__PROBLEM REQUIREMENTS__.
A single number is the required answer: the count of lines in the listing below that hold the string "reply".

◆ ◆ ◆ ◆

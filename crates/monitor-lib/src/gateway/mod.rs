//! Provider command gateway
//!
//! The single point of provider-specific translation. The engine names an
//! [`Operation`] and a [`Scope`]; the gateway turns that into whatever the
//! provider speaks and returns the structured reply.

mod openstack;

pub use openstack::{OpenStackCli, SiteEndpoint, VoProject};

use crate::error::GatewayError;
use crate::models::Site;
use async_trait::async_trait;
use serde::de::DeserializeOwned;
use serde_json::Value;

/// Whether a call is scoped to the VO's project at the site
#[derive(Debug, Clone, Copy, PartialEq, Eq, Hash)]
pub enum Scope {
    Vo,
    Unscoped,
}

/// Provider operations the engine issues
#[derive(Debug, Clone, PartialEq, Eq, Hash)]
pub enum Operation {
    ServerList,
    ServerShow { id: String },
    ServerDelete { id: String },
    FlavorList,
    ImageShow { id: String },
    VolumeShow { id: String },
    VolumeList,
    UserList { domain_id: Option<String> },
    UserShow { id: String },
    TokenIssue,
    QuotaShow,
    SecurityGroupList,
    FloatingIpList,
}

impl Operation {
    /// Stable name used in logs, metrics and errors
    pub fn name(&self) -> &'static str {
        match self {
            Operation::ServerList => "server list",
            Operation::ServerShow { .. } => "server show",
            Operation::ServerDelete { .. } => "server delete",
            Operation::FlavorList => "flavor list",
            Operation::ImageShow { .. } => "image show",
            Operation::VolumeShow { .. } => "volume show",
            Operation::VolumeList => "volume list",
            Operation::UserList { .. } => "user list",
            Operation::UserShow { .. } => "user show",
            Operation::TokenIssue => "token issue",
            Operation::QuotaShow => "quota show",
            Operation::SecurityGroupList => "security group list",
            Operation::FloatingIpList => "floating ip list",
        }
    }

    /// Whether the reply is structured data
    pub fn returns_data(&self) -> bool {
        !matches!(self, Operation::ServerDelete { .. })
    }
}

/// Executes provider operations on behalf of the engine
#[async_trait]
pub trait ProviderGateway: Send + Sync {
    /// Run one operation against a site. Non-data operations reply `Null`.
    async fn execute(&self, site: &Site, operation: &Operation, scope: Scope)
        -> Result<Value, GatewayError>;
}

/// Decode a gateway reply into a typed record
pub fn decode<T: DeserializeOwned>(operation: &Operation, reply: Value) -> Result<T, GatewayError> {
    serde_json::from_value(reply).map_err(|source| GatewayError::Decode {
        operation: operation.name(),
        source,
    })
}
//! Agent configuration

use anyhow::{Context, Result};
use serde::Deserialize;
use std::path::PathBuf;
use std::time::Duration;

/// Agent configuration
#[derive(Debug, Clone, Deserialize)]
pub struct AgentConfig {
    /// API server port for health/metrics
    #[serde(default = "default_api_port")]
    pub api_port: u16,

    /// Seconds between two monitoring cycles
    #[serde(default = "default_interval")]
    pub interval_secs: u64,

    /// Monitor configuration file (sites, policy, directory)
    #[serde(default)]
    pub config: Option<PathBuf>,
}

fn default_api_port() -> u16 {
    8080
}

fn default_interval() -> u64 {
    3600
}

impl Default for AgentConfig {
    fn default() -> Self {
        Self {
            api_port: default_api_port(),
            interval_secs: default_interval(),
            config: None,
        }
    }
}

impl AgentConfig {
    /// Load configuration from `FEDMON_AGENT_*` environment variables
    pub fn load() -> Result<Self> {
        let config = config::Config::builder()
            .add_source(config::Environment::with_prefix("FEDMON_AGENT").try_parsing(true))
            .build()?;

        config
            .try_deserialize()
            .context("Invalid agent configuration")
    }

    pub fn interval(&self) -> Duration {
        Duration::from_secs(self.interval_secs.max(1))
    }
}

#[cfg(test)]
mod tests {
    use super::*;

    #[test]
    fn test_defaults() {
        let config = AgentConfig::default();
        assert_eq!(config.api_port, 8080);
        assert_eq!(config.interval(), Duration::from_secs(3600));
        assert!(config.config.is_none());
    }

    #[test]
    fn test_zero_interval_clamped() {
        let config = AgentConfig {
            interval_secs: 0,
            ..AgentConfig::default()
        };
        assert_eq!(config.interval(), Duration::from_secs(1));
    }
}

◆ ◆ ◆ ◆

__EXPECTED OUTPUT__.
6